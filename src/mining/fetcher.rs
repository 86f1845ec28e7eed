//! Best-effort retrieval of a transaction's mining context from the storage
//! replicas elected for its previous address: the previous transaction, the
//! current unspent outputs, and the availability views over the chain and
//! beacon storage sets. Every replica is probed concurrently with its own
//! timeout; the first authoritative reply wins and the losers are dropped.

use std::sync::Arc;
use std::time::Duration;

use futures::future::join_all;
use futures::stream::{FuturesUnordered, StreamExt};
use tokio::time::{timeout, Instant};
use tracing::debug;

use crate::crypto::{Address, PublicKey};
use crate::p2p::{MiningMessage, P2pClient};
use crate::types::{BitString, Peer, Transaction, UnspentOutput};

pub struct FetchedContext {
    pub previous_transaction: Option<Transaction>,
    pub unspent_outputs: Vec<UnspentOutput>,
    pub previous_storage_node_keys: Vec<PublicKey>,
    pub chain_nodes_view: BitString,
    pub beacon_nodes_view: BitString,
    /// Wall-clock duration of the whole fetch, the base of the
    /// coordinator's confirmation waiting budget.
    pub elapsed: Duration,
}

pub struct TransactionContextFetcher {
    p2p: Arc<dyn P2pClient>,
    request_timeout: Duration,
}

impl TransactionContextFetcher {
    pub fn new(p2p: Arc<dyn P2pClient>, request_timeout: Duration) -> Self {
        Self {
            p2p,
            request_timeout,
        }
    }

    pub async fn fetch(
        &self,
        previous_address: &Address,
        previous_storage_nodes: &[Peer],
        chain_storage_nodes: &[Peer],
        beacon_storage_nodes: &[Peer],
    ) -> FetchedContext {
        let started = Instant::now();
        let (previous_transaction, unspent_outputs, chain_nodes_view, beacon_nodes_view) = tokio::join!(
            self.fetch_previous_transaction(previous_address, previous_storage_nodes),
            self.fetch_unspent_outputs(previous_address, previous_storage_nodes),
            self.availability_view(chain_storage_nodes),
            self.availability_view(beacon_storage_nodes),
        );
        FetchedContext {
            previous_transaction,
            unspent_outputs,
            previous_storage_node_keys: previous_storage_nodes
                .iter()
                .map(|peer| peer.first_public_key.clone())
                .collect(),
            chain_nodes_view,
            beacon_nodes_view,
            elapsed: started.elapsed(),
        }
    }

    /// Probes every replica at once; the first reply wins, and a reachable
    /// replica answering "none" is authoritative. In-flight probes are
    /// dropped with the stream.
    async fn fetch_previous_transaction(
        &self,
        previous_address: &Address,
        replicas: &[Peer],
    ) -> Option<Transaction> {
        let mut probes: FuturesUnordered<_> = replicas
            .iter()
            .map(|peer| {
                let request = MiningMessage::GetTransaction {
                    address: previous_address.clone(),
                };
                async move {
                    match timeout(self.request_timeout, self.p2p.send(peer, request)).await {
                        Ok(Ok(MiningMessage::TransactionResponse { transaction })) => {
                            Some(transaction.map(|boxed| *boxed))
                        }
                        Ok(Ok(other)) => {
                            debug!(peer = %peer.last_public_key, ?other, "unexpected previous-transaction reply");
                            None
                        }
                        Ok(Err(err)) => {
                            debug!(peer = %peer.last_public_key, ?err, "previous-transaction fetch failed");
                            None
                        }
                        Err(_) => {
                            debug!(peer = %peer.last_public_key, "previous-transaction fetch timed out");
                            None
                        }
                    }
                }
            })
            .collect();
        while let Some(outcome) = probes.next().await {
            if let Some(transaction) = outcome {
                return transaction;
            }
        }
        None
    }

    async fn fetch_unspent_outputs(
        &self,
        previous_address: &Address,
        replicas: &[Peer],
    ) -> Vec<UnspentOutput> {
        let mut probes: FuturesUnordered<_> = replicas
            .iter()
            .map(|peer| {
                let request = MiningMessage::GetUnspentOutputs {
                    address: previous_address.clone(),
                };
                async move {
                    match timeout(self.request_timeout, self.p2p.send(peer, request)).await {
                        Ok(Ok(MiningMessage::UnspentOutputsResponse { unspent_outputs })) => {
                            Some(unspent_outputs)
                        }
                        Ok(Ok(other)) => {
                            debug!(peer = %peer.last_public_key, ?other, "unexpected unspent-outputs reply");
                            None
                        }
                        Ok(Err(err)) => {
                            debug!(peer = %peer.last_public_key, ?err, "unspent-outputs fetch failed");
                            None
                        }
                        Err(_) => {
                            debug!(peer = %peer.last_public_key, "unspent-outputs fetch timed out");
                            None
                        }
                    }
                }
            })
            .collect();
        while let Some(outcome) = probes.next().await {
            if let Some(unspent_outputs) = outcome {
                return unspent_outputs;
            }
        }
        Vec::new()
    }

    /// Availability view over a storage set: one batched request carrying
    /// the whole set's keys goes to every member, every answered view is
    /// unioned, and a peer that answered at all is marked available.
    async fn availability_view(&self, storage_nodes: &[Peer]) -> BitString {
        let keys: Vec<PublicKey> = storage_nodes
            .iter()
            .map(|peer| peer.first_public_key.clone())
            .collect();
        let responses = join_all(storage_nodes.iter().map(|peer| {
            let request = MiningMessage::GetNodeAvailability { keys: keys.clone() };
            async move { timeout(self.request_timeout, self.p2p.send(peer, request)).await }
        }))
        .await;

        let mut view = BitString::zeroes(storage_nodes.len());
        for (index, response) in responses.into_iter().enumerate() {
            match response {
                Ok(Ok(MiningMessage::NodeAvailabilityResponse { view: peer_view })) => {
                    if peer_view.len() == view.len() {
                        view.merge(&peer_view);
                    } else {
                        debug!(
                            peer = %storage_nodes[index].last_public_key,
                            "availability view of the wrong width"
                        );
                    }
                    view.set(index);
                }
                Ok(Ok(other)) => {
                    debug!(peer = %storage_nodes[index].last_public_key, ?other, "unexpected availability reply");
                }
                Ok(Err(err)) => {
                    debug!(peer = %storage_nodes[index].last_public_key, ?err, "availability probe failed");
                }
                Err(_) => {
                    debug!(peer = %storage_nodes[index].last_public_key, "availability probe timed out");
                }
            }
        }
        view
    }
}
****************************************
▸ Requirement:
Retype the records above in full, exactly.

▸ Answer area:
filename src/mining/fetcher.rs
repository 86f1845ec28e7eed
//! Best-effort retrieval of a transaction's mining context from the storage
//! replicas elected for its previous address: the previous transaction, the
//! current unspent outputs, and the availability views over the chain and
//! beacon storage sets. Every replica is probed concurrently with its own
//! timeout; the first authoritative reply wins and the losers are dropped.

use std::sync::Arc;
use std::time::Duration;

use futures::future::join_all;
use futures::stream::{FuturesUnordered, StreamExt};
use tokio::time::{timeout, Instant};
use tracing::debug;

use crate::crypto::{Address, PublicKey};
use crate::p2p::{MiningMessage, P2pClient};
use crate::types::{BitString, Peer, Transaction, UnspentOutput};

pub struct FetchedContext {
    pub previous_transaction: Option<Transaction>,
    pub unspent_outputs: Vec<UnspentOutput>,
    pub previous_storage_node_keys: Vec<PublicKey>,
    pub chain_nodes_view: BitString,
    pub beacon_nodes_view: BitString,
    /// Wall-clock duration of the whole fetch, the base of the
    /// coordinator's confirmation waiting budget.
    pub elapsed: Duration,
}

pub struct TransactionContextFetcher {
    p2p: Arc<dyn P2pClient>,
    request_timeout: Duration,
}

impl TransactionContextFetcher {
    pub fn new(p2p: Arc<dyn P2pClient>, request_timeout: Duration) -> Self {
        Self {
            p2p,
            request_timeout,
        }
    }

    pub async fn fetch(
        &self,
        previous_address: &Address,
        previous_storage_nodes: &[Peer],
        chain_storage_nodes: &[Peer],
        beacon_storage_nodes: &[Peer],
    ) -> FetchedContext {
        let started = Instant::now();
        let (previous_transaction, unspent_outputs, chain_nodes_view, beacon_nodes_view) = tokio::join!(
            self.fetch_previous_transaction(previous_address, previous_storage_nodes),
            self.fetch_unspent_outputs(previous_address, previous_storage_nodes),
            self.availability_view(chain_storage_nodes),
            self.availability_view(beacon_storage_nodes),
        );
        FetchedContext {
            previous_transaction,
            unspent_outputs,
            previous_storage_node_keys: previous_storage_nodes
                .iter()
                .map(|peer| peer.first_public_key.clone())
                .collect(),
            chain_nodes_view,
            beacon_nodes_view,
            elapsed: started.elapsed(),
        }
    }

    /// Probes every replica at once; the first reply wins, and a reachable
    /// replica answering "none" is authoritative. In-flight probes are
    /// dropped with the stream.
    async fn fetch_previous_transaction(
        &self,
        previous_address: &Address,
        replicas: &[Peer],
    ) -> Option<Transaction> {
        let mut probes: FuturesUnordered<_> = replicas
            .iter()
            .map(|peer| {
                let request = MiningMessage::GetTransaction {
                    address: previous_address.clone(),
                };
                async move {
                    match timeout(self.request_timeout, self.p2p.send(peer, request)).await {
                        Ok(Ok(MiningMessage::TransactionResponse { transaction })) => {
                            Some(transaction.map(|boxed| *boxed))
                        }
                        Ok(Ok(other)) => {
                            debug!(peer = %peer.last_public_key, ?other, "unexpected previous-transaction reply");
                            None
                        }
                        Ok(Err(err)) => {
                            debug!(peer = %peer.last_public_key, ?err, "previous-transaction fetch failed");
                            None
                        }
                        Err(_) => {
                            debug!(peer = %peer.last_public_key, "previous-transaction fetch timed out");
                            None
                        }
                    }
                }
            })
            .collect();
        while let Some(outcome) = probes.next().await {
            if let Some(transaction) = outcome {
                return transaction;
            }
        }
        None
    }

    async fn fetch_unspent_outputs(
        &self,
        previous_address: &Address,
        replicas: &[Peer],
    ) -> Vec<UnspentOutput> {
        let mut probes: FuturesUnordered<_> = replicas
            .iter()
            .map(|peer| {
                let request = MiningMessage::GetUnspentOutputs {
                    address: previous_address.clone(),
                };
                async move {
                    match timeout(self.request_timeout, self.p2p.send(peer, request)).await {
                        Ok(Ok(MiningMessage::UnspentOutputsResponse { unspent_outputs })) => {
                            Some(unspent_outputs)
                        }
                        Ok(Ok(other)) => {
                            debug!(peer = %peer.last_public_key, ?other, "unexpected unspent-outputs reply");
                            None
                        }
                        Ok(Err(err)) => {
                            debug!(peer = %peer.last_public_key, ?err, "unspent-outputs fetch failed");
                            None
                        }
                        Err(_) => {
                            debug!(peer = %peer.last_public_key, "unspent-outputs fetch timed out");
                            None
                        }
                    }
                }
            })
            .collect();
        while let Some(outcome) = probes.next().await {
            if let Some(unspent_outputs) = outcome {
                return unspent_outputs;
            }
        }
        Vec::new()
    }

    /// Availability view over a storage set: one batched request carrying
    /// the whole set's keys goes to every member, every answered view is
    /// unioned, and a peer that answered at all is marked available.
    async fn availability_view(&self, storage_nodes: &[Peer]) -> BitString {
        let keys: Vec<PublicKey> = storage_nodes
            .iter()
            .map(|peer| peer.first_public_key.clone())
            .collect();
        let responses = join_all(storage_nodes.iter().map(|peer| {
            let request = MiningMessage::GetNodeAvailability { keys: keys.clone() };
            async move { timeout(self.request_timeout, self.p2p.send(peer, request)).await }
        }))
        .await;

        let mut view = BitString::zeroes(storage_nodes.len());
        for (index, response) in responses.into_iter().enumerate() {
            match response {
                Ok(Ok(MiningMessage::NodeAvailabilityResponse { view: peer_view })) => {
                    if peer_view.len() == view.len() {
                        view.merge(&peer_view);
                    } else {
                        debug!(
                            peer = %storage_nodes[index].last_public_key,
                            "availability view of the wrong width"
                        );
                    }
                    view.set(index);
                }
                Ok(Ok(other)) => {
                    debug!(peer = %storage_nodes[index].last_public_key, ?other, "unexpected availability reply");
                }
                Ok(Err(err)) => {
                    debug!(peer = %storage_nodes[index].last_public_key, ?err, "availability probe failed");
                }
                Err(_) => {
                    debug!(peer = %storage_nodes[index].last_public_key, "availability probe timed out");
                }
            }
        }
        view
    }
}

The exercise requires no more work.